If one washes up properly, then a washing up bowl is a must. Firstly one doesn’t scratch the stainless steel sink, or stain the porcelain sink.
If you hold a thing under a running tap, it also doesn't get scratched by the sink, and after you've finished cleaning it, you can rinse it to get rid of the dirty water and soap. The rest of the world (I've surveyed them*) think that washing up bowls are minging, trust me.
* At one practice I worked at we had a united nations of GPs and nurses, I think only the UK and Irish GP had bowls (the Irish GP had used his since his under-grad days, and thought it might have been an inheritance even then...) the Europeans and rest of the world were both amazed and disgusted in equal measure
This thread is therapeutic for me.
Instead of covering things already mentioned I'll add a new one. Water temperature, the sainted Mrs Hoppy argues with herself over this but it's my problem. I turned the outlet temperature on the boiler down because it doesn't need to be scaldingly hot just to add cold in but apparently this is a problem because of potential legionalla build up in the tank (we have a combi boiler) no amount of explaining will persuade her so I turned it back up and the hot water was too hot despite being where it was before I now live a life of disapproving looks as I try to find a satisfactory temperature that needs to be lower than 46 but higher than 50.
Oh and Spoons, Forks then Knives in the drawer.
I try to find a satisfactory temperature that needs to be lower than 46 but higher than 50.
I had to check ours. I turned it down when we first moved in, you could've brewed up with it. The previous occupant "liked it warm" apparently. It's currently set at 50'C in "comfort mode" ie heat-on-demand. Target temp for the central heating is 70'C. These seem to be about right, you can run a bath too hot to get into and fill a washing-up bowl - erm, sink - with water hot enough to wash properly.
Knife , fork , spoon . Fine.
But there are obviously 2 sizes of spoons.
Large for shovelling cereal into ones month.
Small for yoghurt and removing tea bags from mugs .
So should it be knifes, fork , big spoon , little spoon.
Big spoon , knife , fork , little spoon .
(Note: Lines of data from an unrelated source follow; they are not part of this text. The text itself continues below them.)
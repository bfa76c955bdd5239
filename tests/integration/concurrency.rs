//! Several writers sharing one hive file.
//!
//! Each `FileHive` call holds the hive's lock file for its whole
//! load-modify-save cycle, so writers in different threads (or processes)
//! never lose each other's updates.

use dutil::dependency::{DependencyAttributes, DependencyList, DependencyStore};
use dutil::registry::{FileHive, RegistryRoot};
use dutil::test_utils::TestHive;
use std::time::Duration;

const WRITERS: usize = 8;

#[test]
fn test_concurrent_dependents_all_recorded() {
    let test_hive = TestHive::new();
    test_hive
        .store(RegistryRoot::LocalMachine)
        .register_dependency("Shared", "1.0", "Shared", None, DependencyAttributes::empty())
        .unwrap();

    std::thread::scope(|scope| {
        for writer in 0..WRITERS {
            let path = test_hive.path().to_path_buf();
            scope.spawn(move || {
                let hive = FileHive::new(path).with_lock_timeout(Duration::from_secs(60));
                let store = DependencyStore::new(&hive, RegistryRoot::LocalMachine);
                store
                    .register_dependent(
                        "Shared",
                        &format!("App{writer}"),
                        None,
                        None,
                        DependencyAttributes::empty(),
                    )
                    .unwrap();
            });
        }
    });

    let mut dependents = DependencyList::new();
    test_hive
        .store(RegistryRoot::LocalMachine)
        .check_dependents("Shared", None, &mut dependents)
        .unwrap();
    assert_eq!(dependents.len(), WRITERS);
}

#[test]
fn test_concurrent_uninstalls_clean_up_once() {
    let test_hive = TestHive::new();
    let store = test_hive.store(RegistryRoot::LocalMachine);
    for writer in 0..WRITERS {
        store
            .register_dependent(
                "Shared",
                &format!("App{writer}"),
                None,
                None,
                DependencyAttributes::empty(),
            )
            .unwrap();
    }

    std::thread::scope(|scope| {
        for writer in 0..WRITERS {
            let path = test_hive.path().to_path_buf();
            scope.spawn(move || {
                let hive = FileHive::new(path).with_lock_timeout(Duration::from_secs(60));
                DependencyStore::new(&hive, RegistryRoot::LocalMachine)
                    .unregister_dependent("Shared", &format!("App{writer}"))
                    .unwrap();
            });
        }
    });

    assert!(!store.provider_exists("Shared").unwrap());
}
//! Core types shared by every dutil layer
//!
//! - [`error`] - [`DutilError`], the crate [`Result`] alias and user-facing
//!   [`ErrorContext`] rendering
//! - [`context`] - [`LibraryContext`], the explicit init/shutdown lifecycle that
//!   owns the registry backend and hands out dependency stores
//!
//! # Examples
//!
//! ```rust
//! use dutil::core::{DutilError, LibraryContext};
//! use dutil::registry::{MemoryRegistry, RegistryRoot};
//!
//! # fn example() -> dutil::core::Result<()> {
//! let context = LibraryContext::new(MemoryRegistry::new());
//! assert!(matches!(
//!     context.store(RegistryRoot::LocalMachine),
//!     Err(DutilError::InvalidArgument { .. })
//! ));
//!
//! context.initialize();
//! let store = context.store(RegistryRoot::LocalMachine)?;
//! assert!(!store.provider_exists("ProviderA")?);
//! context.uninitialize();
//! # Ok(())
//! # }
//! ```

pub mod context;
pub mod error;

pub use context::LibraryContext;
pub use error::{DutilError, ErrorContext, Result, user_friendly_error};
impl<'r> DependencyStore<'r> {
    /// Operate on the registrations stored under `root` in `registry`.
    pub fn new(registry: &'r dyn RegistryBackend, root: RegistryRoot) -> Self {
        Self {
            registry,
            root,
        }
    }

    /// The root this store reads and writes.
    #[must_use]
    pub const fn root(&self) -> RegistryRoot {
        self.root
    }

    fn provider_path(provider_key: &str) -> String {
        join_path(&[DEPENDENCY_REGISTRY_ROOT, provider_key])
    }

    fn dependents_path(provider_key: &str) -> String {
        join_path(&[DEPENDENCY_REGISTRY_ROOT, provider_key, DEPENDENTS_KEY])
    }

    fn dependent_path(provider_key: &str, dependent_key: &str) -> String {
        join_path(&[DEPENDENCY_REGISTRY_ROOT, provider_key, DEPENDENTS_KEY, dependent_key])
    }

    fn open(&self, path: String) -> Result<RegKey<'r>> {
        let key = RegKey::open(self.registry, self.root, path)?;
        debug!(root = %self.root, path = key.path(), "Opened key");
        Ok(key)
    }

    fn create(&self, path: String) -> Result<RegKey<'r>> {
        let (key, created) = RegKey::create(self.registry, self.root, path)?;
        debug!(root = %self.root, path = key.path(), created, "Created or opened key");
        Ok(key)
    }

    fn delete(&self, path: &str, recursive: bool) -> Result<()> {
        self.registry.delete_key(self.root, path, recursive)?;
        debug!(root = %self.root, path, recursive, "Deleted key");
        Ok(())
    }

    // Best-effort: a dependent without a readable provider registration stays unnamed.
    fn dependent_name(&self, dependent_key: &str) -> Option<String> {
        let name = self
            .open(Self::provider_path(dependent_key))
            .and_then(|key| key.read_string(DISPLAY_NAME_VALUE));
        match name {
            Ok(name) => Some(name),
            Err(e) if e.is_not_found() => None,
            Err(e) => {
                warn!(dependent = dependent_key, error = %e, "Cannot read dependent display name");
                None
            }
        }
    }

    /// Read the registration metadata of `provider_key`.
    ///
    /// Individual values may be absent; each absent value is `None`.
    ///
    /// # Errors
    ///
    /// [`DutilError::NotFound`] if the provider key does not exist.
    pub fn get_provider_information(&self, provider_key: &str) -> Result<ProviderInfo> {
        validate_key("provider key", provider_key)?;
        let key = self.open(Self::provider_path(provider_key))?;

        Ok(ProviderInfo {
            id: optional(key.read_string(ID_VALUE))?,
            name: optional(key.read_string(DISPLAY_NAME_VALUE))?,
            version: optional(key.read_version(VERSION_VALUE))?,
        })
    }

    /// Whether a key for `provider_key` exists. Orphaned keys count as existing.
    pub fn provider_exists(&self, provider_key: &str) -> Result<bool> {
        validate_key("provider key", provider_key)?;
        self.registry.key_exists(self.root, &Self::provider_path(provider_key))
    }

    /// Check that `provider_key` is registered with a version inside the given bounds.
    ///
    /// A missing or orphaned provider (no `Version` value) is appended to
    /// `results` without a name; a provider outside the bounds is appended
    /// with its display name. `dedup` suppresses keys already reported in
    /// this pass. Bounds are exclusive unless the matching bit of
    /// `attributes` is set.
    ///
    /// # Errors
    ///
    /// [`DutilError::NotFound`] whenever a record was (or would have been)
    /// appended. Other errors are registry or allocation faults.
    pub fn check_dependency(
        &self,
        provider_key: &str,
        min_version: Option<FourPartVersion>,
        max_version: Option<FourPartVersion>,
        attributes: DependencyAttributes,
        dedup: &mut StringDict,
        results: &mut DependencyList,
    ) -> Result<()> {
        validate_key("provider key", provider_key)?;

        let Some(key) = optional(self.open(Self::provider_path(provider_key)))? else {
            debug!(provider = provider_key, "Dependency is not registered");
            results.push_unique(dedup, provider_key, None)?;
            return Err(DutilError::not_found(format!("dependency '{provider_key}'")));
        };

        let Some(version) = optional(key.read_version(VERSION_VALUE))? else {
            debug!(provider = provider_key, "Dependency is orphaned");
            results.push_unique(dedup, provider_key, None)?;
            return Err(DutilError::not_found(format!("dependency '{provider_key}' version")));
        };

        let too_old = min_version.is_some_and(|min| {
            if attributes.contains(DependencyAttributes::MIN_VERSION_INCLUSIVE) {
                version < min
            } else {
                version <= min
            }
        });
        let too_new = max_version.is_some_and(|max| {
            if attributes.contains(DependencyAttributes::MAX_VERSION_INCLUSIVE) {
                version > max
            } else {
                version >= max
            }
        });

        if too_old || too_new {
            debug!(
                provider = provider_key,
                %version,
                min = ?min_version.map(|v| v.to_string()),
                max = ?max_version.map(|v| v.to_string()),
                "Dependency version is out of range"
            );
            let name = optional(key.read_string(DISPLAY_NAME_VALUE))?;
            results.push_unique(dedup, provider_key, name)?;
            return Err(DutilError::not_found(format!(
                "dependency '{provider_key}' version {version} in the required range"
            )));
        }

        Ok(())
    }

    /// Append every dependent of `provider_key` not in `ignore` to `results`.
    ///
    /// Names come from each dependent's own provider registration when one
    /// exists. A name that cannot be read only leaves that record unnamed.
    ///
    /// # Errors
    ///
    /// [`DutilError::CorruptStore`] if the provider key itself is missing.
    pub fn check_dependents(
        &self,
        provider_key: &str,
        ignore: Option<&StringDict>,
        results: &mut DependencyList,
    ) -> Result<()> {
        validate_key("provider key", provider_key)?;

        match self.registry.key_exists(self.root, &Self::provider_path(provider_key)) {
            Ok(true) => {}
            Ok(false) => {
                return Err(DutilError::CorruptStore {
                    key: provider_key.to_string(),
                    reason: "the provider key does not exist".to_string(),
                });
            }
            Err(e) => return Err(e),
        }

        let Some(dependents) = optional(self.open(Self::dependents_path(provider_key)))? else {
            return Ok(());
        };

        let mut index = 0;
        while let Some(dependent_key) = dependents.enum_subkey(index)? {
            index += 1;
            if ignore.is_some_and(|ignore| ignore.contains(&dependent_key)) {
                debug!(provider = provider_key, dependent = %dependent_key, "Ignoring dependent");
                continue;
            }

            let name = self.dependent_name(&dependent_key);
            results.push(Dependency::new(dependent_key, name));
        }

        Ok(())
    }

    /// Register `provider_key`, creating its key if needed.
    ///
    /// `Version` and `DisplayName` are always (over)written, the id only when
    /// given and `Attributes` only when non-empty.
    pub fn register_dependency(
        &self,
        provider_key: &str,
        version: &str,
        display_name: &str,
        id: Option<&str>,
        attributes: DependencyAttributes,
    ) -> Result<()> {
        validate_key("provider key", provider_key)?;
        FourPartVersion::parse(version)?;

        let key = self.create(Self::provider_path(provider_key))?;
        if let Some(id) = id.filter(|id| !id.is_empty()) {
            key.write_string(ID_VALUE, Some(id))?;
        }
        key.write_string(VERSION_VALUE, Some(version))?;
        key.write_string(DISPLAY_NAME_VALUE, Some(display_name))?;
        if !attributes.is_empty() {
            key.write_number(ATTRIBUTES_VALUE, attributes.bits())?;
        }

        info!(
            root = %self.root,
            provider = provider_key,
            version,
            "Registered dependency provider"
        );
        Ok(())
    }

    /// Whether `dependent_key` is registered against `provider_key`.
    pub fn dependent_exists(&self, provider_key: &str, dependent_key: &str) -> Result<bool> {
        validate_key("provider key", provider_key)?;
        validate_key("dependent key", dependent_key)?;
        self.registry.key_exists(self.root, &Self::dependent_path(provider_key, dependent_key))
    }

    /// Register `dependent_key` as a dependent of `provider_key`.
    ///
    /// Creates the provider key when missing. `None` or empty bounds clear
    /// any previously stored bound; `Attributes` is written only when non-empty.
    pub fn register_dependent(
        &self,
        provider_key: &str,
        dependent_key: &str,
        min_version: Option<&str>,
        max_version: Option<&str>,
        attributes: DependencyAttributes,
    ) -> Result<()> {
        validate_key("provider key", provider_key)?;
        validate_key("dependent key", dependent_key)?;
        validate_version(min_version)?;
        validate_version(max_version)?;

        self.create(Self::provider_path(provider_key))?;
        let key = self.create(Self::dependent_path(provider_key, dependent_key))?;
        key.write_string(MIN_VERSION_VALUE, min_version)?;
        key.write_string(MAX_VERSION_VALUE, max_version)?;
        if !attributes.is_empty() {
            key.write_number(ATTRIBUTES_VALUE, attributes.bits())?;
        }

        info!(
            root = %self.root,
            provider = provider_key,
            dependent = dependent_key,
            "Registered dependent"
        );
        Ok(())
    }

    /// Delete `provider_key` with everything under it. An absent provider is not an error.
    pub fn unregister_dependency(&self, provider_key: &str) -> Result<()> {
        validate_key("provider key", provider_key)?;
        ignore_not_found(self.delete(&Self::provider_path(provider_key), true))?;
        info!(root = %self.root, provider = provider_key, "Unregistered dependency provider");
        Ok(())
    }

    /// Remove `dependent_key` from `provider_key`'s dependents and clean up.
    ///
    /// Missing registry state at any stage counts as already removed. Once
    /// the last dependent is gone the `Dependents` key is deleted, and the
    /// provider key follows when it holds neither values nor sub-keys.
    pub fn unregister_dependent(&self, provider_key: &str, dependent_key: &str) -> Result<()> {
        validate_key("provider key", provider_key)?;
        validate_key("dependent key", dependent_key)?;

        if !self.registry.key_exists(self.root, DEPENDENCY_REGISTRY_ROOT)? {
            debug!(root = %self.root, "Dependency registry root is absent");
            return Ok(());
        }

        let provider_path = Self::provider_path(provider_key);
        if !self.registry.key_exists(self.root, &provider_path)? {
            debug!(provider = provider_key, "Provider is absent");
            return Ok(());
        }

        let dependents_path = Self::dependents_path(provider_key);
        {
            let Some(dependents) = optional(self.open(dependents_path.clone()))? else {
                debug!(provider = provider_key, "Provider has no dependents");
                return Ok(());
            };
            ignore_not_found(self.delete(&dependents.subkey_path(dependent_key), true))?;
            info!(
                root = %self.root,
                provider = provider_key,
                dependent = dependent_key,
                "Unregistered dependent"
            );

            // None means a concurrent uninstall already removed the Dependents key
            if optional(dependents.query_info())?.is_some_and(|info| info.subkeys > 0) {
                return Ok(());
            }
        }

        // Re-check with the handle released; a dependent may have been added meanwhile.
        if let Some(info) = optional(self.registry.query_info(self.root, &dependents_path))?
            && info.subkeys == 0
        {
            ignore_not_found(self.delete(&dependents_path, false))?;
        }

        let Some(info) = optional(self.registry.query_info(self.root, &provider_path))? else {
            return Ok(());
        };
        if info.subkeys == 0 && info.values == 0 {
            ignore_not_found(self.delete(&provider_path, false))?;
            info!(root = %self.root, provider = provider_key, "Removed empty provider key");
        }

        Ok(())
    }
}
Little spoon , knife , fork , big spoon?
Oh the dilemma
Can I just add - tipping half a mug of leftover coffee into the sink before putting the mug in the dishwasher. But not rinsing the coffee down the plughole, so I find dried coffee stains all over the sink a bit later.
Knife should be to the right of forks because that is how you hold them. Spoons I'm ambivalent about as long as it's to one side or the other, never in-between.
Knife should be to the right of forks because that is how you hold them.
There is some logic in that but you're still wrong. I think because it's always said "get the knives and forks" and never "get the forks and knives", the knife must always be to the left cos then you get knife > fork > spoon.
That is the order.
In much the same way that the number three shall be the number thou shall count.
Big spoon, little spoon, cardboard box?
I have the OP's problem (not his wife, obviously). The draining board rack fits best in one direction, wife must have it perpendicular to that. No words have ever been exchanged about that, even when I just wander up and reposition it right in front of her.
I have mentioned pouring coffee down the bathroom sink drain, couldn't deal with that one.
Would post a pic of the cutlery drawer, but since I just open it and pour the contents of the drying rack into it, then close it again, I think it might prove upsetting.
it’s always said “get the knives and forks”
Always? "Get the cutlery."
the knife must always be to the left cos then you get knife > fork > spoon.
But then you have to have to swap them over. For that logic to hold you'd also have the knife(s) on the left when place-setting.
I know you right-handed weirdos switch hands routinely with forks and spoons depending on whether you're also using a knife or not, but it makes no sense.